In the entries below, find each line with the word "view" and pull it out.
-------------------------
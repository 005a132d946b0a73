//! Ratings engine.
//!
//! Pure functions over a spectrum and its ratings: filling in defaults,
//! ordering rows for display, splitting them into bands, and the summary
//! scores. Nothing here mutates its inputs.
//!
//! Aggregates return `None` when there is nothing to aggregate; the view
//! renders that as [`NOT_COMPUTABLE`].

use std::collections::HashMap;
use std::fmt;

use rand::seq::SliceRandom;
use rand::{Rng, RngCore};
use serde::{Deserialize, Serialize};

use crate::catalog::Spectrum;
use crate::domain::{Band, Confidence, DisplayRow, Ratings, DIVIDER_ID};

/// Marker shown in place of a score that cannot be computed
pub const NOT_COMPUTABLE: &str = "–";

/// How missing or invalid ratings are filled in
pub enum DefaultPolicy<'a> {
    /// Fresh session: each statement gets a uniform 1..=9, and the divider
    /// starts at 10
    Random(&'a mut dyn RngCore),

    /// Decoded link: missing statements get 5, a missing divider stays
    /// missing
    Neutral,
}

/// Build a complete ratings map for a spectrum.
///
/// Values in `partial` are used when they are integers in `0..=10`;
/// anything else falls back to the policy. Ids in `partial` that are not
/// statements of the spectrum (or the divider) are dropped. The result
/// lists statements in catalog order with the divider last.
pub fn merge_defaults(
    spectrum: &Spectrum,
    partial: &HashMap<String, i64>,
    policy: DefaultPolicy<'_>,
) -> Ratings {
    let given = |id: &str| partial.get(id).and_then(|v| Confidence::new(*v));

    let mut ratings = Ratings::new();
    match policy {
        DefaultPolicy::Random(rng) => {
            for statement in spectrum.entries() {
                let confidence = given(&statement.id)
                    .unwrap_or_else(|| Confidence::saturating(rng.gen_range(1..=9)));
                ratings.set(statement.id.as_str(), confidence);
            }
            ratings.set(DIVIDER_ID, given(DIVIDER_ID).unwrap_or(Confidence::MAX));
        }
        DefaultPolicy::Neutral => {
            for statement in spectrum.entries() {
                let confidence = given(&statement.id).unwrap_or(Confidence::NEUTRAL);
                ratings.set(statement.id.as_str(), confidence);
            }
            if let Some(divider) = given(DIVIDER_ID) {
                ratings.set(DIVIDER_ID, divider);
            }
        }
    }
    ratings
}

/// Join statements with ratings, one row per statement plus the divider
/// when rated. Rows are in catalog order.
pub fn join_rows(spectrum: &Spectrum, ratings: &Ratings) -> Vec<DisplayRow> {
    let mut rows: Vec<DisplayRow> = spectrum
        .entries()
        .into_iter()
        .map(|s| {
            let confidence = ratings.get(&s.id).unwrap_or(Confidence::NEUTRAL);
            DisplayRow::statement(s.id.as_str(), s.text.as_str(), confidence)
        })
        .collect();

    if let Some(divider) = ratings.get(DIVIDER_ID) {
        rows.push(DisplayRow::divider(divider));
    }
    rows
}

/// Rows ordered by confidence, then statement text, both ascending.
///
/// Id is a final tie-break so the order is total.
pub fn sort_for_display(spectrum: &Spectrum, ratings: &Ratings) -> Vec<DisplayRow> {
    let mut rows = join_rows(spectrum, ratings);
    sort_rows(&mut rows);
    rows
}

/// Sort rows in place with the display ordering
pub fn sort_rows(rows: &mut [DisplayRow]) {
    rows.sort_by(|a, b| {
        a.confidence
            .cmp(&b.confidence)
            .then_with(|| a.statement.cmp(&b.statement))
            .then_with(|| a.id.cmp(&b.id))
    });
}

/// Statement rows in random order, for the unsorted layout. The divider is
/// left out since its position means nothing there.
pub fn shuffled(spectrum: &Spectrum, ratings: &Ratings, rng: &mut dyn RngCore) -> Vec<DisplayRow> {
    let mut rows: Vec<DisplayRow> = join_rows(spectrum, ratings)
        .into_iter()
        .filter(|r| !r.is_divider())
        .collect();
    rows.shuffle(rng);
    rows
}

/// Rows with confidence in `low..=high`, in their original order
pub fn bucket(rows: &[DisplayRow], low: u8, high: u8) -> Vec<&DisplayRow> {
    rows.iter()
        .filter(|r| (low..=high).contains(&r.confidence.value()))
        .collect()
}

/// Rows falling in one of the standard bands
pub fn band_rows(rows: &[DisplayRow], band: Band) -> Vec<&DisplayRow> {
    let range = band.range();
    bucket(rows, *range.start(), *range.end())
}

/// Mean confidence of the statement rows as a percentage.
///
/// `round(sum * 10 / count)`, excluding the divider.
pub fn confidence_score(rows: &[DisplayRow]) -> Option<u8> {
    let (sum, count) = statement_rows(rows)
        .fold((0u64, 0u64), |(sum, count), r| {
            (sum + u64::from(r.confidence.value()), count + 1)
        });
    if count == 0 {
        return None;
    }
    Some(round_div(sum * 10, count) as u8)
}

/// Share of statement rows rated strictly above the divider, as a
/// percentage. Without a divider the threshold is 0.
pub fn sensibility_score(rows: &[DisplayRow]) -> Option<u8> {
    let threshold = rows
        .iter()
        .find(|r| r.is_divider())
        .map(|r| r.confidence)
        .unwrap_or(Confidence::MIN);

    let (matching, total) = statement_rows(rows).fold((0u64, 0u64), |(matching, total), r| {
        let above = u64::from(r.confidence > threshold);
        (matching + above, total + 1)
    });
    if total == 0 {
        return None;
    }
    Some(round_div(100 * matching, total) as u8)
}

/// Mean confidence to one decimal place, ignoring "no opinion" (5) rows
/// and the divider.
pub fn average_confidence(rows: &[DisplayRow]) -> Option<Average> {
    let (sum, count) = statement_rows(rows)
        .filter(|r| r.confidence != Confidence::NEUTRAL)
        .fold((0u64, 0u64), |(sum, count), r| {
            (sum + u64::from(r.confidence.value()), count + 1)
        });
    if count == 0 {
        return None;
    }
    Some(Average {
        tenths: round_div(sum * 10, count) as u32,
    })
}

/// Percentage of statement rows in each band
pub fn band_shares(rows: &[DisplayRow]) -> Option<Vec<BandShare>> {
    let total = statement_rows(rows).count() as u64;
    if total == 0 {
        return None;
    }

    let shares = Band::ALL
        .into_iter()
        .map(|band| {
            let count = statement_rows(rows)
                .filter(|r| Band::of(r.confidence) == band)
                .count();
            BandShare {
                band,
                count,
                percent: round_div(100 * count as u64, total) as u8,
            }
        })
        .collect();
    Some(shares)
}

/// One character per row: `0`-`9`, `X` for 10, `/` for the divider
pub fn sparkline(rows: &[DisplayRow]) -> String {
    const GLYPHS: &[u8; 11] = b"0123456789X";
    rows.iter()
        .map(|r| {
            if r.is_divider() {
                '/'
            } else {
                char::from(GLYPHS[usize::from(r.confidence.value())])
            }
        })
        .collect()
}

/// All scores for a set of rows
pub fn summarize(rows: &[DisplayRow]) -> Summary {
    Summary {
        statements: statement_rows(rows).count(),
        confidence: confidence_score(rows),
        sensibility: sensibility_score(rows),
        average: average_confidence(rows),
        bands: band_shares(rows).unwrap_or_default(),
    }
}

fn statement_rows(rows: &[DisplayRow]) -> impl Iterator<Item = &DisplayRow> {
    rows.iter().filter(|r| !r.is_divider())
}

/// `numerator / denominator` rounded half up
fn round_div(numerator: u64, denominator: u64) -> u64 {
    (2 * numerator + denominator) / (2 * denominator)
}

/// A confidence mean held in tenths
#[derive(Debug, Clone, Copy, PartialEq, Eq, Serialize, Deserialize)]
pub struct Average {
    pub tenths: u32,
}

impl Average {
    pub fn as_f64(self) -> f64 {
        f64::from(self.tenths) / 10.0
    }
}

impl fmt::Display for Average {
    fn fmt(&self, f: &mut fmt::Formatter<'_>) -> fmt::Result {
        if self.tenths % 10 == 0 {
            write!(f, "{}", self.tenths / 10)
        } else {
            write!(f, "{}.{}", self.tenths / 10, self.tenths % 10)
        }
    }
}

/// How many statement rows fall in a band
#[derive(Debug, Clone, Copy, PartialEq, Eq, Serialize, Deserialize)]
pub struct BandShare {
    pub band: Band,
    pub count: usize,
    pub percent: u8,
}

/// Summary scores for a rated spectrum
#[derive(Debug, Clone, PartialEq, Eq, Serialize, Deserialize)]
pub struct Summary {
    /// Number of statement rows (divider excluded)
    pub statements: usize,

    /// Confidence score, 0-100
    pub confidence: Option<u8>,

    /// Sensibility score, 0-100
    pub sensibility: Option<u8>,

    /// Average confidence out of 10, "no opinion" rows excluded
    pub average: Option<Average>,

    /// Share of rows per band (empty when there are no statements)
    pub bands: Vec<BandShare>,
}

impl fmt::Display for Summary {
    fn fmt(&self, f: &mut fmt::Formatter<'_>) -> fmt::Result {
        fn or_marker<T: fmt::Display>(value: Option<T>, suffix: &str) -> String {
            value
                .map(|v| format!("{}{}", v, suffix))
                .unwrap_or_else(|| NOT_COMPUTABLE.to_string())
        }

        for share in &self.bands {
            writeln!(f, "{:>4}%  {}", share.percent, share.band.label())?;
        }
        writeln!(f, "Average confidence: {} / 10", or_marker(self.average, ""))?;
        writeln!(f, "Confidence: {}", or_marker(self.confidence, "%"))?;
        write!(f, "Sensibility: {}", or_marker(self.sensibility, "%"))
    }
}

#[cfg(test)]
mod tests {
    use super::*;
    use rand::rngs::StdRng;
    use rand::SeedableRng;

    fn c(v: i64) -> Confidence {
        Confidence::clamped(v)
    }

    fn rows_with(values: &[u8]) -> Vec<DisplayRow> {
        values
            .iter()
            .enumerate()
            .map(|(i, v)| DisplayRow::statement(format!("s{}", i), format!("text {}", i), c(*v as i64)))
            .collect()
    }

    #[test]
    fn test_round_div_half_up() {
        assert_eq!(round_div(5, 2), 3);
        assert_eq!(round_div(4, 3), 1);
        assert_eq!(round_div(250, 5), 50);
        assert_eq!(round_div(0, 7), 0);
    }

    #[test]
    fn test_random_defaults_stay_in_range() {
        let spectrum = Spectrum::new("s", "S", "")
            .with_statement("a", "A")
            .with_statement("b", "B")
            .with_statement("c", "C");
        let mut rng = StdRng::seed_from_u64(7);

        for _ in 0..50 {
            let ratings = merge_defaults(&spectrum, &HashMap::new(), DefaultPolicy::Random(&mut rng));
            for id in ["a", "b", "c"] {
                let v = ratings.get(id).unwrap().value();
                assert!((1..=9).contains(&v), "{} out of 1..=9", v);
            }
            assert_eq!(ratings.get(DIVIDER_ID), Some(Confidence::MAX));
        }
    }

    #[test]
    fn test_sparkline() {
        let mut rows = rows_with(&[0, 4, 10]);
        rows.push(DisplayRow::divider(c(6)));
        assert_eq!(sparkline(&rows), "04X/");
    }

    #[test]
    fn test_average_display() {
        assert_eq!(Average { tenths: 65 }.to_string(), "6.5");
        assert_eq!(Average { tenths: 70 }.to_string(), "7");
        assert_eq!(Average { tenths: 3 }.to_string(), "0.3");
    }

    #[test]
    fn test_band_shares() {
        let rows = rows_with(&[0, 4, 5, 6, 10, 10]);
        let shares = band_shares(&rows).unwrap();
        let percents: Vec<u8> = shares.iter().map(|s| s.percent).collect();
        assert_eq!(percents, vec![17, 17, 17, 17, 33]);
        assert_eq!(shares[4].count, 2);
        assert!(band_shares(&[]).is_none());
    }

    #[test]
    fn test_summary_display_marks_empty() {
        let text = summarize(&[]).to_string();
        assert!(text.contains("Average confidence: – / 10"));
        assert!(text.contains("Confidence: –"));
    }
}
-------------------------
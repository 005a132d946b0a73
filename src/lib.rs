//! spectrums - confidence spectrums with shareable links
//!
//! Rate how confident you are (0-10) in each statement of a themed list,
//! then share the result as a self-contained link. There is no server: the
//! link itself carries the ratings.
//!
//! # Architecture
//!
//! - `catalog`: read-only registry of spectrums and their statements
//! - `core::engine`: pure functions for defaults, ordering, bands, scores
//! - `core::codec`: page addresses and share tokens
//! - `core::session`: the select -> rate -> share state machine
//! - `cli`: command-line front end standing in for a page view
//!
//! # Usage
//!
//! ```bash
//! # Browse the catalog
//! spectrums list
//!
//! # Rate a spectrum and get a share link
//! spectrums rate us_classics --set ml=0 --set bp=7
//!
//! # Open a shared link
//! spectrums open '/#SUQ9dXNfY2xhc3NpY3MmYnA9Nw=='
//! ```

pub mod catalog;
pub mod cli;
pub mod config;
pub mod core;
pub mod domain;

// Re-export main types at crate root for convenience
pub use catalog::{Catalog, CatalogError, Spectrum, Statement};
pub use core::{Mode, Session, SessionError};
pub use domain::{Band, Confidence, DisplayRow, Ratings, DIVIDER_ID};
-------------------------
### Solution below
//! Aggregates return `None` when there is nothing to aggregate; the view
//! - `cli`: command-line front end standing in for a page view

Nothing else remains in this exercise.